In order to become compliant with this, it’s important for employers and HR to work with their benefits managers and access the guidance that has been introduced by government agencies including the Internal Revenue Service the Department of Labor, and the U.S. Department of Health and Human Services.

“They have provided templates and instructions,” Cohen says. “This requirement is for health plans large or small.” Cohen also notes this will be the same format of the state insurance exchanges, when they are up and running in 2014.

The state insurance exchanges also require contingency planning for the following year of 2014, when they are established within each state. Beginning next year it’ll be necessary to offer employees notice of these state insurance exchanges, by March 1, in compliance with the DOL guidance that takes precedent in this notification.

“States are still considering if they will adopt the exchange or if the federal government will run the exchange for them,” she says. “They will very soon have to put out some guidance, but right now we don’t have specifics around the exchanges.”

Cohen notes there’s no preparation necessary on behalf of HR or brokers for this provision; it’s simply wait-and-see.

Medicare wage expense

The Federal Insurance Contribution Act Medicare tax rate will increase among individuals with earnings greater than $200,000 and $250,000 for couples filing joint returns. This provision was set in place as a revenue-raising activity. It’s dependent on the employer to collect the tax of 0.9 percent, but this “will not increase the employer’s share of Medicare tax,” according to Sam Hoffman, a partner at Foley and Lardner, who specializes in health care.

“What employers really have to focus on is to set up the payroll system to increase the tax for employees who meet these limits,” Hoffman says. “Most people have thought it through.”

Hoffman doesn’t believe there’s a great need for strong communications campaigns because the 0.9 percent increase will be noted on pay stubs for individuals affected by this. However, employers should have prepared their payroll systems if they haven’t done so already to ensure this provision is met beginning next year. HR also should prepare themselves for questions that could arise in this arena.

“It is the responsibility of the employer to increase the withholdings of individuals earning more than $200,000 a year,” Cohen says. “Typically, the employer’s payroll system will need to be programed for that increase. It’s not so much the responsibility of HR as it is payroll, but there is a communications issue.”

For preparation purposes, Cohen echoes a strong necessity for both HR and brokers to be completing preparation as soon as possible.

“Most of these things, if they haven’t been implemented, they should be hurrying now,” she says.

Tax deduction limits

The income-tax deductions for health expenses sit at 7.5 percent of the adjusted gross income, but as of next year this will be raised to 10 percent of the AGI. Although, during a four year period of 2013 to 2016, those turning 65 (and their spouses) won’t be subject to this provision.

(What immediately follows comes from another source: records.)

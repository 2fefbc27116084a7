// Copyright 2016 Mozilla Foundation
//
// Licensed under the Apache License, Version 2.0 (the "License");
// you may not use this file except in compliance with the License.
// You may obtain a copy of the License at
//
//     http://www.apache.org/licenses/LICENSE-2.0
//
// Unless required by applicable law or agreed to in writing, software
// distributed under the License is distributed on an "AS IS" BASIS,
// WITHOUT WARRANTIES OR CONDITIONS OF ANY KIND, either express or implied.
// See the License for the specific language governing permissions and
// limitations under the License.

use crate::compiler::args::*;
use crate::compiler::{
    compiler_base_name, executable_digest, normalize_line_markers, CommandInvocation, Compiler,
    CompilerKind, Language,
};
use crate::mock_command::{CommandCreator, RunCommand};
use crate::temp::TempFiles;
use crate::util::{run_input_output, OsStrExt};
use log::Level::Trace;
use std::ffi::{OsStr, OsString};
use std::path::{Path, PathBuf};

use crate::errors::*;

/// A struct on which to implement `Compiler`.
#[derive(Clone, Copy, Debug, Default)]
pub struct Gcc;

impl Compiler for Gcc {
    fn kind(&self) -> CompilerKind {
        CompilerKind::Gcc
    }

    fn preprocess_source<T>(
        &self,
        creator: &mut T,
        invocation: &CommandInvocation,
        _temps: &TempFiles,
    ) -> Result<Vec<u8>>
    where
        T: CommandCreator,
    {
        let parsed = parse_invocation(invocation, &[ARGS])?;
        preprocess(creator, invocation, &parsed)
    }

    fn filter_arguments(&self, invocation: &CommandInvocation) -> Result<Vec<OsString>> {
        let parsed = parse_invocation(invocation, &[ARGS])?;
        Ok(filtered_arguments(&parsed))
    }

    fn get_compiler_id<T>(&self, creator: &mut T, invocation: &CommandInvocation) -> Result<String>
    where
        T: CommandCreator,
    {
        compiler_id(creator, invocation, self.kind(), |_| true)
    }

    fn get_object_file(&self, invocation: &CommandInvocation) -> Result<PathBuf> {
        let parsed = parse_invocation(invocation, &[ARGS])?;
        Ok(invocation.cwd.join(parsed.output))
    }
}

#[derive(Clone, Copy, Debug, PartialEq, Eq)]
pub enum ArgData {
    TooHard,
    DoCompilation,
    Output,
    ExplicitLanguage,
    PassThrough,
    PreprocessorArgument,
    NeedDepTarget,
    DepTarget,
    DepArgumentPath,
    DepFlag,
}

use self::ArgData::*;

// Mostly taken from https://github.com/ccache/ccache/blob/master/src/compopt.cpp
pub static ARGS: &[ArgInfo<ArgData>] = &[
    flag!("--coverage", TooHard),
    take_arg!("--param", Separated, PassThrough),
    flag!("--save-temps", Prefix, TooHard),
    take_arg!("--serialize-diagnostics", Separated, PassThrough),
    take_arg!("--sysroot", Separated, PassThrough),
    take_arg!("-A", Separated, PassThrough),
    take_arg!("-B", CanBeSeparated, PassThrough),
    take_arg!("-D", CanBeSeparated, PreprocessorArgument),
    flag!("-E", TooHard),
    take_arg!("-F", CanBeSeparated, PreprocessorArgument),
    take_arg!("-G", Separated, PassThrough),
    take_arg!("-I", CanBeSeparated, PreprocessorArgument),
    take_arg!("-L", Separated, PassThrough),
    flag!("-M", TooHard),
    flag!("-MD", NeedDepTarget),
    take_arg!("-MF", CanBeSeparated, DepArgumentPath),
    flag!("-MM", TooHard),
    flag!("-MMD", NeedDepTarget),
    flag!("-MP", DepFlag),
    take_arg!("-MQ", CanBeSeparated, DepTarget),
    take_arg!("-MT", CanBeSeparated, DepTarget),
    flag!("-P", PreprocessorArgument),
    flag!("-S", TooHard),
    take_arg!("-U", CanBeSeparated, PreprocessorArgument),
    take_arg!("-V", Separated, PassThrough),
    take_arg!("-Xassembler", Separated, PassThrough),
    take_arg!("-Xlinker", Separated, PassThrough),
    take_arg!("-Xpreprocessor", Separated, PreprocessorArgument),
    take_arg!("-arch", Separated, PassThrough),
    take_arg!("-aux-info", Separated, PassThrough),
    take_arg!("-b", Separated, PassThrough),
    flag!("-c", DoCompilation),
    flag!("-fprofile-arcs", TooHard),
    flag!("-fprofile-generate", Prefix, TooHard),
    flag!("-fprofile-use", Prefix, TooHard),
    flag!("-frepo", TooHard),
    flag!("-fsyntax-only", TooHard),
    flag!("-ftest-coverage", TooHard),
    flag!("-gsplit-dwarf", TooHard),
    take_arg!("-idirafter", CanBeSeparated, PreprocessorArgument),
    take_arg!("-imacros", CanBeSeparated, PreprocessorArgument),
    take_arg!("-include", CanBeSeparated, PreprocessorArgument),
    take_arg!("-include-pch", Separated, TooHard),
    take_arg!("-iprefix", CanBeSeparated, PreprocessorArgument),
    take_arg!("-iquote", CanBeSeparated, PreprocessorArgument),
    take_arg!("-isysroot", CanBeSeparated, PreprocessorArgument),
    take_arg!("-isystem", CanBeSeparated, PreprocessorArgument),
    take_arg!("-iwithprefix", CanBeSeparated, PreprocessorArgument),
    take_arg!("-iwithprefixbefore", CanBeSeparated, PreprocessorArgument),
    flag!("-nostdinc", PreprocessorArgument),
    flag!("-nostdinc++", PreprocessorArgument),
    take_arg!("-o", CanBeSeparated, Output),
    flag!("-save-temps", Prefix, TooHard),
    flag!("-trigraphs", PreprocessorArgument),
    take_arg!("-u", CanBeSeparated, PassThrough),
    take_arg!("-x", CanBeSeparated, ExplicitLanguage),
    take_arg!("-z", CanBeSeparated, PassThrough),
];

/// The results of parsing a compiler commandline.
#[derive(Debug, PartialEq, Eq, Clone)]
pub struct ParsedArguments {
    /// The input source file.
    pub input: PathBuf,
    /// The type of language used in the input source file.
    pub language: Language,
    /// The object file, as written on the command line or implied by the input.
    pub output: PathBuf,
    /// Commandline arguments for the preprocessor (not including common_args).
    pub preprocessor_args: Vec<OsString>,
    /// Commandline arguments for dependency generation.
    pub dependency_args: Vec<OsString>,
    /// Commandline arguments for the preprocessor or the compiler.
    pub common_args: Vec<OsString>,
}

/// Whether the driver compiles C sources as C++, as `g++` and `clang++` do.
pub fn is_plusplus(executable: &Path) -> bool {
    compiler_base_name(executable).map_or(false, |b| b.ends_with("++"))
}

pub fn parse_invocation(
    invocation: &CommandInvocation,
    tables: &[&[ArgInfo<ArgData>]],
) -> Result<ParsedArguments> {
    parse_arguments(
        &invocation.arguments,
        tables,
        is_plusplus(&invocation.executable),
    )
}

fn language_from_gcc_arg(lang: &OsStr) -> Result<Option<Language>> {
    Ok(match lang.to_string_lossy().as_ref() {
        "none" => None,
        "c" => Some(Language::C),
        "c++" => Some(Language::Cxx),
        "objective-c" => Some(Language::ObjectiveC),
        "objective-c++" => Some(Language::ObjectiveCxx),
        "assembler-with-cpp" => Some(Language::AssemblerWithCpp),
        other => incomplete!("unsupported language -x {}", other),
    })
}

fn language_to_gcc_arg(lang: Language) -> &'static str {
    match lang {
        Language::C => "c",
        Language::Cxx => "c++",
        Language::ObjectiveC => "objective-c",
        Language::ObjectiveCxx => "objective-c++",
        Language::AssemblerWithCpp => "assembler-with-cpp",
    }
}

/// Parse `arguments`, determining whether the compilation is supported.
///
/// Anything that cannot be cached, including command lines that are not a
/// compilation of a single source file to an object, is an `IncompleteRequest`.
pub fn parse_arguments(
    arguments: &[OsString],
    tables: &[&[ArgInfo<ArgData>]],
    plusplus: bool,
) -> Result<ParsedArguments> {
    let mut output_arg = None;
    let mut input_arg: Option<OsString> = None;
    let mut language = None;
    let mut compilation = false;
    let mut common_args = vec![];
    let mut preprocessor_args = vec![];
    let mut dependency_args = vec![];
    let mut need_explicit_dep_target = false;
    let mut has_dep_target = false;
    enum DepArgumentRequirePath {
        NotNeeded,
        Missing,
        Provided,
    }
    let mut need_explicit_dep_argument_path = DepArgumentRequirePath::NotNeeded;

    for arg in ArgsIter::new(arguments.iter().cloned(), tables, FlagSyntax::Gnu) {
        let arg = arg?;
        if let Argument::WithValue(_, _, ref v, ValueForm::Separated) = arg {
            if v.starts_with("@") {
                incomplete!("response file in argument value");
            }
        }

        match arg.data() {
            Some(TooHard) => incomplete!(
                "{}",
                arg.flag().unwrap_or_default().to_string_lossy()
            ),
            Some(DoCompilation) => compilation = true,
            Some(Output) => output_arg = arg.value().map(PathBuf::from),
            Some(ExplicitLanguage) => {
                if input_arg.is_some() {
                    incomplete!("-x after the input file");
                }
                language = match arg.value() {
                    Some(v) => language_from_gcc_arg(v)?,
                    None => None,
                };
            }
            Some(NeedDepTarget) => {
                need_explicit_dep_target = true;
                if let DepArgumentRequirePath::NotNeeded = need_explicit_dep_argument_path {
                    need_explicit_dep_argument_path = DepArgumentRequirePath::Missing;
                }
            }
            Some(DepTarget) => has_dep_target = true,
            Some(DepArgumentPath) => {
                need_explicit_dep_argument_path = DepArgumentRequirePath::Provided
            }
            Some(PassThrough) | Some(PreprocessorArgument) | Some(DepFlag) => {}
            None => match arg {
                Argument::Raw(ref val) => {
                    if val == "-" {
                        incomplete!("input from stdin");
                    }
                    if val.starts_with("@") {
                        incomplete!("response file {:?}", val);
                    }
                    if input_arg.is_some() {
                        incomplete!("multiple input files");
                    }
                    input_arg = Some(val.clone());
                }
                Argument::UnknownFlag(_) => {}
                _ => unreachable!(),
            },
        }

        let args = match arg.data() {
            // Line markers must stay in the hashed output; `-P` only matters with `-E`.
            Some(PreprocessorArgument) if arg.flag() == Some(OsStr::new("-P")) => continue,
            Some(PassThrough) => &mut common_args,
            // The language goes into the key once, from `filtered_arguments`,
            // and is passed explicitly to the preprocessor.
            Some(ExplicitLanguage) => continue,
            Some(PreprocessorArgument) => &mut preprocessor_args,
            Some(NeedDepTarget) | Some(DepTarget) | Some(DepArgumentPath) | Some(DepFlag) => {
                &mut dependency_args
            }
            Some(DoCompilation) | Some(Output) | Some(TooHard) => continue,
            None => match arg {
                Argument::Raw(_) => continue,
                _ => &mut common_args,
            },
        };
        args.extend(arg.to_os_strings());
    }

    // We only support compilation.
    if !compilation {
        incomplete!("not a compilation");
    }
    let input = match input_arg {
        Some(i) => PathBuf::from(i),
        // We can't cache compilation without an input.
        None => incomplete!("no input file"),
    };
    let language = match language {
        Some(l) => l,
        None => match Language::from_file_name(&input) {
            Some(Language::C) if plusplus => Language::Cxx,
            Some(l) => l,
            None => incomplete!("unknown source language for {:?}", input),
        },
    };
    let output = match output_arg {
        Some(o) => o,
        None => match input.with_extension("o").file_name() {
            Some(name) => PathBuf::from(name),
            None => incomplete!("cannot derive an object name from {:?}", input),
        },
    };
    if need_explicit_dep_target && !has_dep_target {
        dependency_args.push(OsString::from("-MT"));
        dependency_args.push(output.clone().into_os_string());
    }
    if let DepArgumentRequirePath::Missing = need_explicit_dep_argument_path {
        dependency_args.push(OsString::from("-MF"));
        dependency_args.push(output.with_extension("d").into_os_string());
    }

    Ok(ParsedArguments {
        input,
        language,
        output,
        preprocessor_args,
        dependency_args,
        common_args,
    })
}

/// The arguments hashed into the key: the language, then every argument
/// that reaches the compiler proper.
pub fn filtered_arguments(parsed: &ParsedArguments) -> Vec<OsString> {
    let mut args = vec![
        OsString::from("-x"),
        OsString::from(language_to_gcc_arg(parsed.language)),
    ];
    args.extend(parsed.common_args.iter().cloned());
    args
}

/// Run the preprocessor over the input and return its output.
///
/// Line markers are kept, so that moving code around changes the output.
/// File names under the working directory are made relative to it.
pub fn preprocess<T>(
    creator: &mut T,
    invocation: &CommandInvocation,
    parsed: &ParsedArguments,
) -> Result<Vec<u8>>
where
    T: CommandCreator,
{
    trace!("preprocess {:?} as {}", parsed.input, parsed.language.as_str());
    let mut cmd = creator.new_command(&invocation.executable);
    cmd.arg("-x")
        .arg(language_to_gcc_arg(parsed.language))
        .args(&parsed.common_args)
        .args(&parsed.preprocessor_args)
        .args(&parsed.dependency_args)
        .arg("-E")
        .arg(&parsed.input)
        .current_dir(&invocation.cwd);
    if log_enabled!(Trace) {
        trace!("preprocess: {:?}", cmd);
    }
    let output = run_input_output(cmd)?;
    Ok(normalize_line_markers(&output.stdout, &invocation.cwd))
}

/// Identify a GNU-style compiler by its executable and `--version` output.
///
/// Lines for which `keep_line` returns false are left out of the identity.
pub fn compiler_id<T, F>(
    creator: &mut T,
    invocation: &CommandInvocation,
    kind: CompilerKind,
    keep_line: F,
) -> Result<String>
where
    T: CommandCreator,
    F: Fn(&str) -> bool,
{
    let (path, digest) = executable_digest(invocation)?;
    let mut cmd = creator.new_command(&invocation.executable);
    cmd.arg("--version").current_dir(&invocation.cwd);
    let output = run_input_output(cmd).context("failed to get compiler version")?;
    let version = String::from_utf8_lossy(&output.stdout);
    let version = version
        .lines()
        .filter(|line| keep_line(line))
        .collect::<Vec<_>>()
        .join("\n");
    let name = path
        .file_name()
        .map(|n| n.to_string_lossy().into_owned())
        .unwrap_or_default();
    Ok(format!("{}:{}:{}:{}", kind, name, digest, version.trim()))
}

While this scarcely affects employers and HR, it will largely affect individuals and their taxes, which can require benefits managers to step in and work with individuals on a better understanding of this provision.

“This is more for individuals who file on an individual basis,” Cohen says. “It doesn’t normally affect an employer’s group health plan.”

Hoffman also paralleled a related sentiment that if you’re an employee under a group health plan, this is irrelevant, however, “if you buy your own health insurance then you’ll need to notate the cost to yourself and how to itemize those deductions.”

Substantial adjustments have been taken in the form of reflections of these soon-to-be taxed subsidies. “Starting in 2013, it will be a practical effect that these moneys are going to be taxed,” Filipek says.

He notes that a lot of brokers, advisors and even employers are currently in the process of reevaluating their options for offering retirees prescription drug coverage. As far as what steps are necessary to take in order to be prepared for the coming year’s changes, Filipek feels it’s important for employers and their advisors to simply understand that there are a variety of choices available.